On Thu, Jul 4, 2013 at 3:30 PM, David Schweikert <david_at_schweikert.ch> wrote:
> Hi Johan,
> Thank you for your quick response!
> On Thu, Jul 04, 2013 at 15:18:57 +0200, Johan Corveleyn wrote:
>> > We have a svn repository with many files (more than 30'000), and need to
>> > have the HEAD version exported to a filesystem, whenever a commit is
>> > done.
>> > ...
>> First thing to check IMO is whether the latest svn client isn't
>> already fast enough with a normal 'svn update'. Which svn client
>> version are you using? On what platform and filesystem?
> We are using Subversion 1.7.10 and the working copy is on NFS. Having it
> on the local filesystem makes it faster, but I thought that it could be
> even faster if it wouldn't traverse the whole tree.
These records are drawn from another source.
#[cfg(test)]
mod tests {
    use std::collections::HashMap;
    use std::sync::Mutex;

    use chrono::Duration;
    use gcefleet_keys::{ManagerKey, RevisionKey};

    use super::*;
    use crate::dispatch::KEY_PARAM;
    use crate::store::{InstanceRecord, ManagerRecord, RevisionRecord, TemplateRecord};

    /// Records every task; optionally rejects them all.
    #[derive(Default)]
    struct RecordingDispatcher {
        tasks: Mutex<Vec<(String, String)>>,
        reject: bool,
    }

    impl TaskDispatcher for RecordingDispatcher {
        fn enqueue(&self, queue: &str, _task_name: &str, params: HashMap<String, String>) -> bool {
            if self.reject {
                return false;
            }
            self.tasks
                .lock()
                .unwrap()
                .push((queue.to_string(), params[KEY_PARAM].clone()));
            true
        }
    }

    impl RecordingDispatcher {
        fn keys(&self, kind: TaskKind) -> Vec<String> {
            self.tasks
                .lock()
                .unwrap()
                .iter()
                .filter(|(queue, _)| queue == kind.queue())
                .map(|(_, key)| key.clone())
                .collect()
        }
    }

    struct World {
        store: Arc<Store>,
        template: TemplateRecord,
        old: RevisionRecord,
        new: RevisionRecord,
    }

    /// A template whose old revision was drained in favour of a new one.
    fn world() -> World {
        let store = Arc::new(Store::open_in_memory().unwrap());
        let mut template = TemplateRecord::new("linux", "fleet-project");
        let old = RevisionRecord::new(
            RevisionKey::new(template.key.clone(), "aaaaaaaaaaaaaaaa").unwrap(),
            "linux",
            "fleet-project",
            serde_json::json!({}),
        );
        let new = RevisionRecord::new(
            RevisionKey::new(template.key.clone(), "bbbbbbbbbbbbbbbb").unwrap(),
            "linux",
            "fleet-project",
            serde_json::json!({}),
        );
        template.active = Some(new.key.clone());
        template.drained.insert(old.key.clone());
        World {
            store,
            template,
            old,
            new,
        }
    }

    impl World {
        fn manager(&mut self, old: bool, zone: &str, url: bool) -> ManagerRecord {
            let revision = if old { &mut self.old } else { &mut self.new };
            let mut manager =
                ManagerRecord::new(ManagerKey::new(revision.key.clone(), zone).unwrap(), 2, 4);
            if url {
                manager.url = Some(format!("https://compute/igm/{zone}"));
            }
            revision.active.insert(manager.key.clone());
            manager
        }

        fn save(&self, managers: &[&ManagerRecord], instances: &[&InstanceRecord]) {
            self.store
                .transaction(|tx| -> Result<(), StoreError> {
                    tx.put(&self.template)?;
                    tx.put(&self.old)?;
                    tx.put(&self.new)?;
                    for manager in managers {
                        tx.put(*manager)?;
                    }
                    for instance in instances {
                        tx.put(*instance)?;
                    }
                    Ok(())
                })
                .unwrap();
        }

        fn scan(&self, now: DateTime<Utc>) -> (Arc<RecordingDispatcher>, ScanStats) {
            let dispatcher = Arc::new(RecordingDispatcher::default());
            let scanner = Scanner::new(self.store.clone(), dispatcher.clone(), DeletionGrace::default());
            let stats = scanner.scan(now).unwrap();
            (dispatcher, stats)
        }
    }

    #[test]
    fn test_creation_waits_for_parent_url() {
        let mut w = world();
        let manager = w.manager(false, "us-central1-b", false);
        w.save(&[&manager], &[]);

        let (dispatcher, _) = w.scan(Utc::now());
        assert_eq!(dispatcher.keys(TaskKind::CreateRevision), vec![w.new.key.to_string()]);
        assert!(dispatcher.keys(TaskKind::CreateManager).is_empty());

        w.new.url = Some("https://compute/templates/new".to_string());
        w.save(&[&manager], &[]);
        let (dispatcher, _) = w.scan(Utc::now());
        assert!(dispatcher.keys(TaskKind::CreateRevision).is_empty());
        assert_eq!(dispatcher.keys(TaskKind::CreateManager), vec![manager.key.to_string()]);
    }

    #[test]
    fn test_resize_only_active_managers() {
        let mut w = world();
        let active = w.manager(false, "us-central1-b", true);
        let drained = w.manager(true, "us-central1-b", true);
        w.save(&[&active, &drained], &[]);

        let (dispatcher, _) = w.scan(Utc::now());

        assert_eq!(dispatcher.keys(TaskKind::ResizeManager), vec![active.key.to_string()]);
        assert_eq!(dispatcher.keys(TaskKind::SyncManagerInstances).len(), 2);
    }

    #[test]
    fn test_implicitly_drained_manager_is_torn_down() {
        let mut w = world();
        let drained = w.manager(true, "us-central1-b", true);
        let instance = InstanceRecord::new(
            "linux-aaaaaaaa-x1",
            drained.key.clone(),
            Some("https://compute/instances/linux-aaaaaaaa-x1".to_string()),
            Utc::now(),
        );
        let mut with_instance = drained.clone();
        with_instance.instances.insert(instance.key.clone());
        w.save(&[&with_instance], &[&instance]);

        let (dispatcher, _) = w.scan(Utc::now());
        assert_eq!(
            dispatcher.keys(TaskKind::ShrinkDrainedManager),
            vec![drained.key.to_string()]
        );
        assert_eq!(
            dispatcher.keys(TaskKind::CleanupDrainedInstance),
            vec![instance.key.to_string()]
        );
        assert!(dispatcher.keys(TaskKind::DeleteManagerResource).is_empty());

        w.save(&[&drained], &[]);
        let (dispatcher, _) = w.scan(Utc::now());
        assert!(dispatcher.keys(TaskKind::ShrinkDrainedManager).is_empty());
        assert_eq!(
            dispatcher.keys(TaskKind::DeleteManagerResource),
            vec![drained.key.to_string()]
        );
        assert!(dispatcher.keys(TaskKind::DeleteRevisionResource).is_empty());
    }

    #[test]
    fn test_empty_drained_revision_deletion_order() {
        let mut w = world();
        w.old.url = Some("https://compute/templates/old".to_string());
        w.save(&[], &[]);

        let (dispatcher, _) = w.scan(Utc::now());
        assert_eq!(
            dispatcher.keys(TaskKind::DeleteRevisionResource),
            vec![w.old.key.to_string()]
        );
        assert!(dispatcher.keys(TaskKind::DeleteRevision).is_empty());

        w.old.url = None;
        w.save(&[], &[]);
        let (dispatcher, _) = w.scan(Utc::now());
        assert_eq!(dispatcher.keys(TaskKind::DeleteRevision), vec![w.old.key.to_string()]);
        assert!(dispatcher.keys(TaskKind::DeleteTemplate).is_empty());
    }

    #[test]
    fn test_deleted_instance_cleanup_after_grace() {
        let mut w = world();
        let manager = w.manager(false, "us-central1-b", true);
        let marked = Utc::now();
        let mut deleted = InstanceRecord::new("linux-bbbbbbbb-x1", manager.key.clone(), None, marked);
        deleted.deleted = true;
        let mut pending = InstanceRecord::new(
            "linux-bbbbbbbb-x2",
            manager.key.clone(),
            Some("https://compute/instances/linux-bbbbbbbb-x2".to_string()),
            marked,
        );
        pending.pending_deletion = true;
        w.save(&[&manager], &[&deleted, &pending]);

        let (dispatcher, _) = w.scan(marked + Duration::minutes(19));
        assert!(dispatcher.keys(TaskKind::CleanupDeletedInstance).is_empty());
        assert_eq!(
            dispatcher.keys(TaskKind::CheckDeletedInstance),
            vec![pending.key.to_string()]
        );

        let (dispatcher, _) = w.scan(marked + Duration::minutes(21));
        assert_eq!(
            dispatcher.keys(TaskKind::CleanupDeletedInstance),
            vec![deleted.key.to_string()]
        );
    }

    #[test]
    fn test_rejected_tasks_are_counted() {
        let mut w = world();
        let manager = w.manager(false, "us-central1-b", true);
        w.save(&[&manager], &[]);
        let dispatcher = Arc::new(RecordingDispatcher {
            reject: true,
            ..Default::default()
        });
        let scanner = Scanner::new(w.store.clone(), dispatcher, DeletionGrace::default());

        let stats = scanner.scan(Utc::now()).unwrap();

        assert_eq!(stats.total(), 0);
        assert!(stats.rejected > 0);
    }
}
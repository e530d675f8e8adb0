//! Point-in-time snapshot of the whole hierarchy.
//!
//! The scheduler scans this snapshot instead of issuing per-record queries.
//! Records are held in maps keyed by their own keys; parents are found by
//! the key prefix every child key carries.

use std::collections::BTreeMap;

use gcefleet_keys::{InstanceKey, ManagerKey, RevisionKey, TemplateKey};

use super::records::{
    manager_drain, Drain, InstanceRecord, ManagerRecord, RevisionRecord, TemplateRecord,
};
use super::sqlite::{Store, StoreError};

/// Snapshot of every record in the store.
#[derive(Debug, Default, Clone)]
pub struct Hierarchy {
    pub templates: BTreeMap<TemplateKey, TemplateRecord>,
    pub revisions: BTreeMap<RevisionKey, RevisionRecord>,
    pub managers: BTreeMap<ManagerKey, ManagerRecord>,
    pub instances: BTreeMap<InstanceKey, InstanceRecord>,
}

impl Hierarchy {
    /// Load a snapshot from the store.
    pub fn load(store: &Store) -> Result<Self, StoreError> {
        Ok(Self {
            templates: index(store.list::<TemplateRecord>()?, |r| r.key.clone()),
            revisions: index(store.list::<RevisionRecord>()?, |r| r.key.clone()),
            managers: index(store.list::<ManagerRecord>()?, |r| r.key.clone()),
            instances: index(store.list::<InstanceRecord>()?, |r| r.key.clone()),
        })
    }

    /// Revisions the owning template has drained.
    pub fn drained_revisions(&self) -> impl Iterator<Item = &RevisionRecord> {
        self.templates
            .values()
            .flat_map(|t| t.drained.iter())
            .filter_map(|key| self.revisions.get(key))
    }

    /// Revisions the owning template currently builds from.
    pub fn active_revisions(&self) -> impl Iterator<Item = &RevisionRecord> {
        self.templates
            .values()
            .filter_map(|t| t.active.as_ref())
            .filter_map(|key| self.revisions.get(key))
    }

    /// Drain state of a manager, or `None` if its ancestors are missing.
    pub fn manager_drain(&self, key: &ManagerKey) -> Option<Drain> {
        let revision = self.revisions.get(key.revision())?;
        let template = self.templates.get(key.template())?;
        Some(manager_drain(template, revision, key))
    }

    /// Managers that are drained explicitly or through their revision.
    pub fn drained_managers(&self) -> impl Iterator<Item = &ManagerRecord> {
        self.managers
            .values()
            .filter(|m| self.manager_drain(&m.key).is_some_and(|d| d.is_drained()))
    }

    /// Managers listed as active under an active revision.
    pub fn active_managers(&self) -> impl Iterator<Item = &ManagerRecord> {
        self.managers
            .values()
            .filter(|m| self.manager_drain(&m.key) == Some(Drain::Active))
    }

    /// Instances whose manager is drained.
    pub fn instances_of_drained_managers(&self) -> impl Iterator<Item = &InstanceRecord> {
        self.drained_managers()
            .flat_map(|m| m.instances.iter())
            .filter_map(|key| self.instances.get(key))
    }
}

fn index<K: Ord, R>(records: Vec<R>, key: impl Fn(&R) -> K) -> BTreeMap<K, R> {
    records.into_iter().map(|r| (key(&r), r)).collect()
}
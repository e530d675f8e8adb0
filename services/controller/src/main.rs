//! Fleet controller
//!
//! Runs the scheduler and task runner against the configured compute
//! provider until interrupted.

use std::path::PathBuf;
use std::time::Duration;

use anyhow::Result;
use clap::Parser;
use gcefleet_controller::{config::Settings, Controller};
use tokio::sync::watch;
use tracing::{error, info, warn};
use tracing_subscriber::{layer::SubscriberExt, util::SubscriberInitExt, EnvFilter};

#[derive(Debug, Parser)]
#[command(name = "fleet-controller", version, about)]
struct Args {
    /// Settings file (TOML)
    #[arg(long, env = "GCEFLEET_SETTINGS_FILE")]
    config: Option<PathBuf>,

    /// Run a single pass, execute the tasks it emits and exit
    #[arg(long)]
    once: bool,
}

#[tokio::main]
async fn main() -> Result<()> {
    let args = Args::parse();
    let settings = Settings::load(args.config.as_deref())?;

    // Prefer RUST_LOG, fall back to the configured level
    let filter =
        EnvFilter::try_from_default_env().unwrap_or_else(|_| settings.logging.level.clone().into());
    if settings.logging.json {
        tracing_subscriber::registry()
            .with(filter)
            .with(tracing_subscriber::fmt::layer().json())
            .init();
    } else {
        tracing_subscriber::registry()
            .with(filter)
            .with(tracing_subscriber::fmt::layer())
            .init();
    }

    info!("Starting fleet controller");
    info!(
        provider = ?settings.provider.kind,
        fleet_config = %settings.fleet.config_path.display(),
        "Configuration loaded"
    );

    let mut controller = match Controller::from_settings(&settings) {
        Ok(controller) => controller,
        Err(e) => {
            error!(error = %e, "Failed to initialize controller");
            return Err(e.into());
        }
    };

    if args.once {
        let stats = controller.run_once().await?;
        info!(
            enqueued = stats.scanned.total(),
            adopted = ?stats.adopted,
            "Single pass complete"
        );
        return Ok(());
    }

    let (scheduler, runner, tasks) = controller.into_workers();

    // Create shutdown channel for graceful shutdown
    let (shutdown_tx, shutdown_rx) = watch::channel(false);

    let runner_handle = tokio::spawn({
        let shutdown_rx = shutdown_rx.clone();
        async move {
            runner.run(tasks, shutdown_rx).await;
        }
    });

    let scheduler_handle = tokio::spawn({
        let shutdown_rx = shutdown_rx.clone();
        async move {
            scheduler.run(shutdown_rx).await;
        }
    });

    // Wait for shutdown signal (Ctrl+C)
    if let Err(e) = tokio::signal::ctrl_c().await {
        error!(error = %e, "Failed to listen for shutdown signal");
    }
    info!("Received shutdown signal");

    // Signal shutdown to all workers
    let _ = shutdown_tx.send(true);

    // Wait for workers to finish (with timeout)
    let shutdown_timeout = Duration::from_secs(10);

    if tokio::time::timeout(shutdown_timeout, scheduler_handle)
        .await
        .is_err()
    {
        warn!("Scheduler worker did not shut down in time");
    }
    if tokio::time::timeout(shutdown_timeout, runner_handle)
        .await
        .is_err()
    {
        warn!("Task runner did not shut down in time");
    }

    info!("Fleet controller shutdown complete");
    Ok(())
}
>> The recently released 1.8 version has an exclusive locking mode ,
>> which makes it very fast if you're sure that there will only be a
> Thanks for the hint! This looks very useful indeed, especially with NFS.
Beware though that post-commit hooks may be running concurrently, and
your 'svn update' launched by $REV might still be running when $REV+1
tries to start 'svn update'. I believe that, with 'exclusive locking
mode', the second 'svn update' will fail fast because the first one
has the working copy exclusively locked. You'll have to handle that
somehow (if you just let the second update fail, your WC will be out
of date after the commit of $REV+1).
Maybe it's best if you take this thread to the users@ list, which
seems more appropriate to discuss this further. Larger audience of svn
users / admins who may have developed strategies to handle that ...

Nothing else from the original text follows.